The battle between Adobe's Flash tech and Apple's push for clever HTML5 code continues: Adobe's touting next-gen 3-D capabilities, and Apple's heading toward sophisticated multitouch Web apps through SproutCore coding. Who'll win?
Sure, Adobe is angry at Apple for excluding its tech from the iPad, and European regulators (with a firm grip on the wrong end of the stick) are getting antsy about the matter... but the fact is that Web tech is rapidly evolving beyond the limited—and very slow-to-evolve—capabilities of Adobe's Flash. Maybe that's why Adobe product manager Thibault Imbert has been "leaking" hints about the interesting technology that'll be included in the next-generation of Flash. Among the gems, Imbert notes that there'll be an API for 3-D graphical rendering in Flash, which will potentially enable Flash-based web games to really evolve toward the graphical richness that their desktop game cousins have been managing for years. Imbert's enthusiasm, aimed at teasing a session at the Adobe MAX 2010 conference on "Flash Play 3D Future" seems to know no bounds: "forget what you've seen before, it is going to be big."

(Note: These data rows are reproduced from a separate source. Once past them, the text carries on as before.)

//! Optimization hooks dispatched at phase boundaries.
//!
//! A hook belongs to exactly one [`HookStage`]. Phase hooks receive the
//! lattice and the managed cell set; selection hooks return a new
//! managed set. Hooks sharing a stage run in an unspecified order and
//! must not depend on each other.

use std::fmt;

use indexmap::IndexMap;
use latticework_core::CellId;
use latticework_space::Lattice;

/// Where in a tick a hook runs.
#[derive(Clone, Copy, Debug, PartialEq, Eq, Hash)]
pub enum HookStage {
    /// Start of `calculate_step()`, before pre-calculate hooks. Replaces
    /// the managed cell set.
    Selection,
    /// Before any managed cell is calculated.
    PreCalculate,
    /// After every pending slot has been written.
    PostCalculate,
    /// Before any pending state is committed.
    PreApply,
    /// After every pending state has been committed.
    PostApply,
}

/// Callback for the four phase-boundary stages.
pub type PhaseHookFn<S> = Box<dyn FnMut(&mut Lattice<S>, &[CellId]) + Send>;

/// Callback for [`HookStage::Selection`].
pub type SelectionFn<S> = Box<dyn FnMut(&Lattice<S>) -> Vec<CellId> + Send>;

/// Predicate deciding whether a hook retires after a run.
pub type RetirePredicate = Box<dyn FnMut(&HookRun) -> bool + Send>;

/// Facts about a completed hook invocation, passed to retirement
/// predicates.
#[derive(Clone, Copy, Debug, PartialEq, Eq)]
pub struct HookRun {
    /// Stage the hook ran at.
    pub stage: HookStage,
    /// Completed ticks at the time of the run.
    pub tick: u64,
    /// How many times this hook has now run, including this one.
    pub runs: u64,
}

/// When a hook removes itself from its automaton.
pub enum Retirement {
    /// Stays registered until removed explicitly.
    Never,
    /// Runs once.
    AfterRun,
    /// Retires the first time the predicate returns `true`.
    When(RetirePredicate),
}

impl fmt::Debug for Retirement {
    fn fmt(&self, f: &mut fmt::Formatter<'_>) -> fmt::Result {
        match self {
            Self::Never => write!(f, "Never"),
            Self::AfterRun => write!(f, "AfterRun"),
            Self::When(_) => write!(f, "When(..)"),
        }
    }
}

enum HookAction<S> {
    Phase(PhaseHookFn<S>),
    Selection(SelectionFn<S>),
}

/// An optimization hook: a callback bound to a stage plus a retirement
/// policy.
///
/// # Examples
///
/// ```
/// use latticework_engine::{Hook, HookStage};
///
/// let hook: Hook<u8> = Hook::post_apply(|_lattice, managed| {
///     assert!(!managed.is_empty());
/// })
/// .retire_after_run();
/// assert_eq!(hook.stage(), HookStage::PostApply);
/// ```
pub struct Hook<S> {
    stage: HookStage,
    action: HookAction<S>,
    retirement: Retirement,
    runs: u64,
}

impl<S> Hook<S> {
    fn phase(stage: HookStage, f: PhaseHookFn<S>) -> Self {
        Self {
            stage,
            action: HookAction::Phase(f),
            retirement: Retirement::Never,
            runs: 0,
        }
    }

    /// Run `f` before the calculate phase.
    pub fn pre_calculate(f: impl FnMut(&mut Lattice<S>, &[CellId]) + Send + 'static) -> Self {
        Self::phase(HookStage::PreCalculate, Box::new(f))
    }

    /// Run `f` after the calculate phase.
    pub fn post_calculate(f: impl FnMut(&mut Lattice<S>, &[CellId]) + Send + 'static) -> Self {
        Self::phase(HookStage::PostCalculate, Box::new(f))
    }

    /// Run `f` before the apply phase.
    pub fn pre_apply(f: impl FnMut(&mut Lattice<S>, &[CellId]) + Send + 'static) -> Self {
        Self::phase(HookStage::PreApply, Box::new(f))
    }

    /// Run `f` after the apply phase.
    pub fn post_apply(f: impl FnMut(&mut Lattice<S>, &[CellId]) + Send + 'static) -> Self {
        Self::phase(HookStage::PostApply, Box::new(f))
    }

    /// Replace the managed cell set with `f`'s result at the start of
    /// every calculate phase.
    pub fn selection(f: impl FnMut(&Lattice<S>) -> Vec<CellId> + Send + 'static) -> Self {
        Self {
            stage: HookStage::Selection,
            action: HookAction::Selection(Box::new(f)),
            retirement: Retirement::Never,
            runs: 0,
        }
    }

    /// Retire after the first run.
    pub fn retire_after_run(mut self) -> Self {
        self.retirement = Retirement::AfterRun;
        self
    }

    /// Retire the first time `predicate` returns `true` after a run.
    pub fn retire_when(mut self, predicate: impl FnMut(&HookRun) -> bool + Send + 'static) -> Self {
        self.retirement = Retirement::When(Box::new(predicate));
        self
    }

    /// The stage this hook runs at.
    pub fn stage(&self) -> HookStage {
        self.stage
    }

    /// How many times this hook has run.
    pub fn runs(&self) -> u64 {
        self.runs
    }

    /// Record a run and report whether the hook should now retire.
    fn finish_run(&mut self, tick: u64) -> bool {
        self.runs += 1;
        let run = HookRun {
            stage: self.stage,
            tick,
            runs: self.runs,
        };
        match &mut self.retirement {
            Retirement::Never => false,
            Retirement::AfterRun => true,
            Retirement::When(predicate) => predicate(&run),
        }
    }
}

impl<S> fmt::Debug for Hook<S> {
    fn fmt(&self, f: &mut fmt::Formatter<'_>) -> fmt::Result {
        f.debug_struct("Hook")
            .field("stage", &self.stage)
            .field("retirement", &self.retirement)
            .field("runs", &self.runs)
            .finish()
    }
}

/// Handle returned when a hook is registered.
#[derive(Clone, Copy, Debug, PartialEq, Eq, Hash, PartialOrd, Ord)]
pub struct HookId(pub u64);

impl fmt::Display for HookId {
    fn fmt(&self, f: &mut fmt::Formatter<'_>) -> fmt::Result {
        write!(f, "{}", self.0)
    }
}

/// Counts from one dispatch.
#[derive(Clone, Copy, Debug, Default, PartialEq, Eq)]
pub(crate) struct DispatchReport {
    pub ran: usize,
    pub retired: usize,
}

/// Registered hooks of an automaton.
pub(crate) struct HookRegistry<S> {
    hooks: IndexMap<HookId, Hook<S>>,
    next_id: u64,
}

impl<S> HookRegistry<S> {
    pub(crate) fn new() -> Self {
        Self {
            hooks: IndexMap::new(),
            next_id: 0,
        }
    }

    pub(crate) fn insert(&mut self, hook: Hook<S>) -> HookId {
        let id = HookId(self.next_id);
        self.next_id += 1;
        self.hooks.insert(id, hook);
        id
    }

    pub(crate) fn remove(&mut self, id: HookId) -> bool {
        self.hooks.shift_remove(&id).is_some()
    }

    pub(crate) fn count(&self, stage: HookStage) -> usize {
        self.hooks.values().filter(|h| h.stage == stage).count()
    }

    /// Run every hook registered at a phase-boundary `stage`.
    pub(crate) fn run_phase(
        &mut self,
        stage: HookStage,
        lattice: &mut Lattice<S>,
        managed: &[CellId],
        tick: u64,
    ) -> DispatchReport {
        let mut report = DispatchReport::default();
        let mut retired = Vec::new();
        for (&id, hook) in self.hooks.iter_mut().filter(|(_, h)| h.stage == stage) {
            if let HookAction::Phase(f) = &mut hook.action {
                f(lattice, managed);
                report.ran += 1;
                if hook.finish_run(tick) {
                    retired.push(id);
                }
            }
        }
        report.retired = self.retire(&retired);
        report
    }

    /// Run every selection hook; the last result wins.
    pub(crate) fn run_selection(
        &mut self,
        lattice: &Lattice<S>,
        tick: u64,
    ) -> (Option<Vec<CellId>>, DispatchReport) {
        let mut report = DispatchReport::default();
        let mut retired = Vec::new();
        let mut selected = None;
        for (&id, hook) in self
            .hooks
            .iter_mut()
            .filter(|(_, h)| h.stage == HookStage::Selection)
        {
            if let HookAction::Selection(f) = &mut hook.action {
                selected = Some(f(lattice));
                report.ran += 1;
                if hook.finish_run(tick) {
                    retired.push(id);
                }
            }
        }
        report.retired = self.retire(&retired);
        (selected, report)
    }

    fn retire(&mut self, ids: &[HookId]) -> usize {
        ids.iter().filter(|&&id| self.remove(id)).count()
    }
}

#[cfg(test)]
mod tests {
    use super::*;
    use std::sync::atomic::{AtomicUsize, Ordering};
    use std::sync::Arc;

    fn lattice() -> Lattice<u8> {
        Lattice::single(0, 1, 1).unwrap()
    }

    #[test]
    fn constructors_set_stage() {
        assert_eq!(Hook::<u8>::pre_calculate(|_, _| {}).stage(), HookStage::PreCalculate);
        assert_eq!(Hook::<u8>::post_calculate(|_, _| {}).stage(), HookStage::PostCalculate);
        assert_eq!(Hook::<u8>::pre_apply(|_, _| {}).stage(), HookStage::PreApply);
        assert_eq!(Hook::<u8>::post_apply(|_, _| {}).stage(), HookStage::PostApply);
        assert_eq!(Hook::<u8>::selection(|_| Vec::new()).stage(), HookStage::Selection);
    }

    #[test]
    fn run_phase_only_runs_matching_stage() {
        let hits = Arc::new(AtomicUsize::new(0));
        let mut reg = HookRegistry::new();
        let h = Arc::clone(&hits);
        reg.insert(Hook::pre_apply(move |_, _| {
            h.fetch_add(1, Ordering::Relaxed);
        }));
        let h = Arc::clone(&hits);
        reg.insert(Hook::post_apply(move |_, _| {
            h.fetch_add(10, Ordering::Relaxed);
        }));
        let mut l = lattice();
        let report = reg.run_phase(HookStage::PreApply, &mut l, &[], 0);
        assert_eq!(report, DispatchReport { ran: 1, retired: 0 });
        assert_eq!(hits.load(Ordering::Relaxed), 1);
    }

    #[test]
    fn after_run_retires_once() {
        let mut reg = HookRegistry::new();
        reg.insert(Hook::<u8>::post_calculate(|_, _| {}).retire_after_run());
        let mut l = lattice();
        let first = reg.run_phase(HookStage::PostCalculate, &mut l, &[], 0);
        assert_eq!(first, DispatchReport { ran: 1, retired: 1 });
        let second = reg.run_phase(HookStage::PostCalculate, &mut l, &[], 1);
        assert_eq!(second, DispatchReport::default());
        assert_eq!(reg.count(HookStage::PostCalculate), 0);
    }

    #[test]
    fn predicate_sees_run_count() {
        let mut reg = HookRegistry::new();
        reg.insert(Hook::<u8>::pre_calculate(|_, _| {}).retire_when(|run| run.runs == 3));
        let mut l = lattice();
        for tick in 0..2 {
            assert_eq!(reg.run_phase(HookStage::PreCalculate, &mut l, &[], tick).retired, 0);
        }
        assert_eq!(reg.run_phase(HookStage::PreCalculate, &mut l, &[], 2).retired, 1);
        assert_eq!(reg.count(HookStage::PreCalculate), 0);
    }

    #[test]
    fn selection_returns_result() {
        let mut reg = HookRegistry::new();
        reg.insert(Hook::<u8>::selection(|l| vec![l.origin()]));
        let l = lattice();
        let (selected, report) = reg.run_selection(&l, 0);
        assert_eq!(selected, Some(vec![l.origin()]));
        assert_eq!(report.ran, 1);
    }

    #[test]
    fn remove_unregisters() {
        let mut reg = HookRegistry::new();
        let id = reg.insert(Hook::<u8>::pre_apply(|_, _| {}));
        assert!(reg.remove(id));
        assert!(!reg.remove(id));
        assert_eq!(reg.count(HookStage::PreApply), 0);
    }
}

But does Flash, a proprietary code system remember, have a big future in Web coding? In the Apple-versus-Adobe imbroglio, a significant chunk of the "blame" should be laid on Adobe for its complacency in not delivering a powerful, power-friendly installation of Flash suitable for the smartphone in time ... as well as for its glacial upgrades to Flash for Macs. Moreover, online video is rapidly moving to non-Flash HTML5 alternatives, and multitouch UIs are proliferating—with in-built unfriendliness to some of Flash's core working methods.
And Apple is keen to develop HTML5's powers still further. SproutCore, which is behind the rich web-app code Apple's using for its MobileMe system, has moved ahead independently of Apple, but with their support. As they note at AppleInsider, SproutCore is inherently multitouch friendly, and if it can make its way onto other tablet platforms apart from the iPad. It'll definitely advance the cause of clever Web-app programming. Indeed, one powerful use for SproutCore is to produce "rich" e-book or e-magazine offerings, in a directly rivalry to Adobe.